L'implication réciproque de tous les problèmes au niveau planétaire et les effets de la techno-science sur la nature mettent chaque jour davantage en relief l'importance de l'humain. Il y a lieu de s'en réjouir s'ils suscitent leur pendant éthique, le lien de solidarité, le fait de tenir et de porter ensemble la responsabilité de l'humain comme tel. Cette personne-ci, chacune et chacun d'entre nous, est ce qu'il y a de plus complexe et de plus concret à la fois en ce monde. De là vient la difficulté de l'éthique et le défi majeur qu'elle pose à la philosophie.

Repère indispensable

L'éducation vise l'être humain concret, donc total. Dans le respect de tout ce qu'il est, dans le concret de la dignité égale de tous les humains, quels qu'ils soient. La Déclaration universelle des droits de l'homme de 1948 a posé en principe « la reconnaissance de la dignité inhérente à tous les membres de la famille humaine et de leurs droits égaux et inaliénables », comme constituant « le fondement de la liberté, de la justice et de la paix dans le monde ». Une prise de conscience accrue de cette valeur fournit un repère indispensable aujourd'hui dans la pluralité des cultures, parmi tant de morales différentes, permettant la convivialité, le vivre-ensemble.

La dignité humaine, rappelle la philosophie, signifie que chaque être humain est au-dessus de tout prix, unique au monde, devant être considéré comme une fin, et jamais réductible à un moyen — ainsi que l'affirmait si justement Kant — avec toutes les conséquences pratiques que cela entraîne. Seule la philosophie peut, dans le contexte pluraliste actuel, pleinement assurer une telle prise de conscience et la porter à maturité.

On a d'autre part raison d'insister aujourd'hui sur l'urgence d'éveiller plus que jamais à « la connaissance de la connaissance », c'est-à-dire à l'évaluation critique du savoir, permettant de mieux prévenir la part d'illusion qui aura été si considérable dans l'histoire, s'agissant de l'être humain lui-même ou de telle forme de savoir qu'on croyait définitive alors qu'elle ne l'était pas du tout. La connaissance de la connaissance, en premier lieu la connaissance de l'illusion, revient à savoir discerner, être critique, devant les vues simplettes qui se présentent comme autant d'absolus. On reconnaît là encore une des tâches les plus aisément identifiables de la philosophie.

Le goût de l'avenir

En ce moment, l'éducation publique s'aligne sur les besoins du marché de l'emploi. Cette approche d'apparence pratique ne l'est pas du tout, elle est largement illusoire. Se concentrer sur la technologie, par exemple, générera des diplômés obsolètes. Il saute aux yeux, en pleine révolution technologique, que cela signifie enseigner ce qui sera périmé dans 5 ou 10 ans — à l'instar des ordinateurs du même âge — et qui ne fera par la suite qu'accroître davantage encore les frustrations.

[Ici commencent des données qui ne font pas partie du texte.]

use chrono::{DateTime, Utc};
use sea_orm::entity::prelude::*;
use serde::{Deserialize, Serialize};
use uuid::Uuid;

#[derive(Clone, Debug, PartialEq, Eq, DeriveEntityModel, Serialize, Deserialize)]
#[sea_orm(table_name = "users")]
pub struct Model {
    #[sea_orm(primary_key, auto_increment = false)]
    pub id: Uuid,

    #[sea_orm(unique)]
    pub email: String,

    #[serde(skip_serializing)]
    pub password_hash: String,

    pub display_name: String,

    /// "client" or "admin"
    pub role: String,

    pub created_at: DateTime<Utc>,
}

#[derive(Copy, Clone, Debug, EnumIter, DeriveRelation)]
pub enum Relation {}

impl ActiveModelBehavior for ActiveModel {}
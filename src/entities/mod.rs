pub mod order;
pub mod order_item;
pub mod user;
use rust_decimal::Decimal;
use serde::{Deserialize, Serialize};
use strum::{Display, EnumString};
use utoipa::ToSchema;

/// Display-price sentinel for custom-quoted products. Lines carrying it have
/// no numeric price and can only go through the proposal path.
pub const CUSTOM_PRICE: &str = "Custom";

/// Symbolic icon reference persisted with a product line. The presentation
/// layer resolves it to a renderable asset; the data model never carries a
/// render fragment.
#[derive(
    Debug, Clone, Copy, PartialEq, Eq, Serialize, Deserialize, Display, EnumString, ToSchema,
)]
#[serde(rename_all = "snake_case")]
#[strum(serialize_all = "snake_case")]
pub enum IconKey {
    Rocket,
    Globe,
    Server,
    Zap,
    Download,
    Settings,
    Layout,
    Database,
}

/// Explicit product classification driving configuration-schema resolution.
#[derive(
    Debug, Clone, Copy, PartialEq, Eq, Serialize, Deserialize, Display, EnumString, ToSchema,
)]
#[serde(rename_all = "snake_case")]
#[strum(serialize_all = "snake_case")]
pub enum ProductKind {
    Marketing,
    Saas,
    Generic,
}

/// A selected product line. Immutable once added to a cart: adding the same
/// product twice yields two independent lines, each removable by position.
#[derive(Debug, Clone, PartialEq, Serialize, Deserialize, ToSchema)]
pub struct LineItem {
    pub product_id: String,
    pub name: String,
    pub category: String,

    /// Display price string, e.g. "€950" or [`CUSTOM_PRICE`].
    pub price: String,

    /// Numeric price used for totals; absent for custom-quoted lines.
    pub price_value: Option<Decimal>,

    #[serde(skip_serializing_if = "Option::is_none")]
    pub icon: Option<IconKey>,

    #[serde(skip_serializing_if = "Option::is_none")]
    pub gradient: Option<String>,

    /// Explicit classification; when absent the schema classifier falls back
    /// to name/category attributes.
    #[serde(skip_serializing_if = "Option::is_none")]
    pub kind: Option<ProductKind>,
}

impl LineItem {
    /// Numeric amount this line contributes to the cart total. Missing and
    /// custom prices count as zero.
    pub fn amount(&self) -> Decimal {
        self.price_value.unwrap_or(Decimal::ZERO)
    }

    pub fn is_custom_priced(&self) -> bool {
        self.price == CUSTOM_PRICE
    }
}

#[cfg(test)]
mod tests {
    use super::*;
    use rust_decimal_macros::dec;

    #[test]
    fn custom_priced_lines_amount_to_zero() {
        let item = LineItem {
            product_id: "ui-kit".to_string(),
            name: "UI Kit".to_string(),
            category: "Assets".to_string(),
            price: CUSTOM_PRICE.to_string(),
            price_value: None,
            icon: Some(IconKey::Layout),
            gradient: None,
            kind: None,
        };
        assert!(item.is_custom_priced());
        assert_eq!(item.amount(), Decimal::ZERO);
    }

    #[test]
    fn icon_keys_serialize_symbolically() {
        let json = serde_json::to_string(&IconKey::Rocket).unwrap();
        assert_eq!(json, "\"rocket\"");
    }

    #[test]
    fn priced_lines_report_their_value() {
        let item = LineItem {
            product_id: "proto".to_string(),
            name: "Rapid Prototype".to_string(),
            category: "Full Builds".to_string(),
            price: "€950".to_string(),
            price_value: Some(dec!(950)),
            icon: None,
            gradient: None,
            kind: None,
        };
        assert_eq!(item.amount(), dec!(950));
    }
}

Le problème n'est pas celui de créer des habiletés au sein d'une technologie galopante, mais bien plutôt d'enseigner à des étudiants à penser et leur fournir les outils intellectuels qui les rendront aptes à réagir à la myriade de changements, y inclus de changements technologiques, auxquels ils auront à faire face dans les prochaines décennies.

Les gouvernements doivent s'appliquer à redonner aux humains le « goût de l'avenir », selon l'expression de Tocqueville. En pareille perspective, le premier défi de l'éducation est de générer l'enthousiasme qui poussera les jeunes, les décideurs de demain, à progresser d'eux-mêmes vers de nouvelles quêtes de sens et de savoir et de nouvelles questions, en n'évitant pas les questions les plus brûlantes, à savoir les questions ultimes dont nous parlions, comme celle du sens de leur vie elle-même et de leur collectivité. Rien n'est plus nécessaire à cet égard encore, dans le présent contexte, que la philosophie.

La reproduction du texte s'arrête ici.